The cast also includes Natasha Mumba, Noah Lamanna, Steven McCarthy, Jim Carey and Cameron Nicoll in supporting roles.

==Production==
Davis's first narrative feature in a career making documentary films, the film was shot in fall 2023 in and around Hamilton, Ontario.

==Distribution==
The film premiered on July 21, 2025, at the 29th Fantasia International Film Festival.

==Critical response==

Courtney Small of That Shelf wrote that "considering how many characters the script is juggling, the focus on each parent’s personal demons takes away precious time from Sarah’s plight in the compound and the sense of danger that swirls around it. The Well is most captivating when it is either physically placing the young woman in peril, like when she first must get the broken filter out of the well, or having her navigate the chess style psychological battle she develops with Gabriel."

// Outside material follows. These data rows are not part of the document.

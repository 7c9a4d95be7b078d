use std::sync::Arc;

use rptqa_core::{MetadataStore, QaError, Result};
use rptqa_llm::{Completion, CompletionOptions, CompletionRequest};
use tracing::{debug, warn};

use crate::confidence::{estimate_confidence, SCORE_FLOOR};
use crate::context::build_context;
use crate::prompt::{build_prompt, SYSTEM_PROMPT};
use crate::sources::attribute_sources;
use crate::suggest::suggest_questions;

const NOT_FOUND_ANSWER: &str = "Report not found. Please upload the report first.";
const EMPTY_QUESTION_ANSWER: &str = "Please enter a question about the report.";
const UNCONFIGURED_ANSWER: &str = "The language model capability is not configured. Metadata \
browsing and suggested questions remain available.";
const FAILURE_ANSWER: &str =
    "Sorry, I encountered an error while processing your question. Please try again.";

/// One question's structured outcome. Failures are carried in `error`;
/// nothing about a question unwinds past `QaService`.
#[derive(Debug, Clone)]
pub struct QaResult {
    pub question: String,
    pub answer: String,
    pub confidence: f64,
    pub confidence_reasoning: String,
    pub sources: Vec<String>,
    pub error: Option<QaError>,
}

impl QaResult {
    fn failure(question: &str, answer: &str, error: QaError) -> Self {
        Self {
            question: question.to_string(),
            answer: answer.to_string(),
            confidence: SCORE_FLOOR,
            confidence_reasoning: "low: no model answer".to_string(),
            sources: Vec::new(),
            error: Some(error),
        }
    }

    pub fn is_success(&self) -> bool {
        self.error.is_none()
    }
}

#[derive(Debug, Clone)]
pub struct CapabilityHealth {
    pub available: bool,
    pub detail: String,
}

/// Orchestrates lookup -> context -> prompt -> completion -> post-processing.
/// Holds the completion capability as an optional trait object so the service
/// degrades gracefully when no provider is configured and tests can inject
/// deterministic fakes.
pub struct QaService {
    store: Arc<MetadataStore>,
    completion: Option<Arc<dyn Completion>>,
    options: CompletionOptions,
}

impl QaService {
    pub fn new(store: Arc<MetadataStore>, completion: Option<Arc<dyn Completion>>) -> Self {
        Self {
            store,
            completion,
            options: CompletionOptions::default(),
        }
    }

    pub fn with_options(mut self, options: CompletionOptions) -> Self {
        self.options = options;
        self
    }

    pub fn store(&self) -> &Arc<MetadataStore> {
        &self.store
    }

    /// Answer a question about a stored report. Every failure mode comes back
    /// as a `QaResult` with `error` set; the model is never invoked for an
    /// unknown report or an empty question.
    pub async fn answer_question(&self, report_id: &str, question: &str) -> QaResult {
        let question = question.trim();
        if question.is_empty() {
            return QaResult::failure(question, EMPTY_QUESTION_ANSWER, QaError::InvalidQuestion);
        }
        let Some(metadata) = self.store.get(report_id) else {
            return QaResult::failure(
                question,
                NOT_FOUND_ANSWER,
                QaError::ReportNotFound(report_id.to_string()),
            );
        };
        let Some(completion) = &self.completion else {
            return QaResult::failure(
                question,
                UNCONFIGURED_ANSWER,
                QaError::CapabilityUnconfigured,
            );
        };

        let context = build_context(&metadata);
        let request = CompletionRequest {
            system: Some(SYSTEM_PROMPT.to_string()),
            user: build_prompt(&context, question),
        };
        debug!(report_id, context_chars = context.len(), "asking model");

        let call = completion.complete(&request, &self.options);
        match tokio::time::timeout(self.options.timeout, call).await {
            Err(_elapsed) => {
                warn!(
                    report_id,
                    timeout_ms = self.options.timeout.as_millis() as u64,
                    "model call timed out"
                );
                QaResult::failure(question, FAILURE_ANSWER, QaError::CapabilityTimeout)
            }
            Ok(Err(err)) => {
                warn!(report_id, error = %err, "model call failed");
                QaResult::failure(
                    question,
                    FAILURE_ANSWER,
                    QaError::CapabilityError(err.to_string()),
                )
            }
            Ok(Ok(response)) => {
                let answer = response.content.trim().to_string();
                let confidence = estimate_confidence(&answer, &metadata);
                let sources = attribute_sources(&answer, &metadata);
                debug!(
                    report_id,
                    score = confidence.score,
                    sources = sources.len(),
                    completion_tokens = response.completion_tokens,
                    "answer produced"
                );
                QaResult {
                    question: question.to_string(),
                    answer,
                    confidence: confidence.score,
                    confidence_reasoning: confidence.reasoning,
                    sources,
                    error: None,
                }
            }
        }
    }

    /// Suggested questions for a stored report; `ReportNotFound` when the id
    /// is unknown. Works with or without the completion capability.
    pub fn suggested_questions(&self, report_id: &str) -> Result<Vec<String>> {
        let metadata = self
            .store
            .get(report_id)
            .ok_or_else(|| QaError::ReportNotFound(report_id.to_string()))?;
        Ok(suggest_questions(&metadata))
    }

    /// Configuration check only; no completion call is made.
    pub fn capability_health(&self) -> CapabilityHealth {
        match &self.completion {
            Some(completion) => CapabilityHealth {
                available: true,
                detail: completion.describe(),
            },
            None => CapabilityHealth {
                available: false,
                detail: "language model capability is not configured".to_string(),
            },
        }
    }
}
//! Components
//!
//! All ECS components and data-bearing resources for the simulation.

pub mod agent;
pub mod economy;
pub mod social;

pub use agent::*;
pub use economy::*;
pub use social::*;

Allan Hunter of Screen Daily wrote that "Davis and cinematographer Stuart James Cameron ground the film in a familiar but convincing depiction of a planet in distress. Images of gnarled trees, rusted factories and dry rivers point to a bleak future, while autumnal forest paths covered in leaves and plants seem to suggest nature is reclaiming a land that humanity has destroyed."

For Exclaim!, Nathan Chizen wrote that "while The Well recognizes the fallacies in following a charismatic leader, the simplicity of those ideas alongside such incredibly grounded production makes me wish that such a film had dared to go deeper."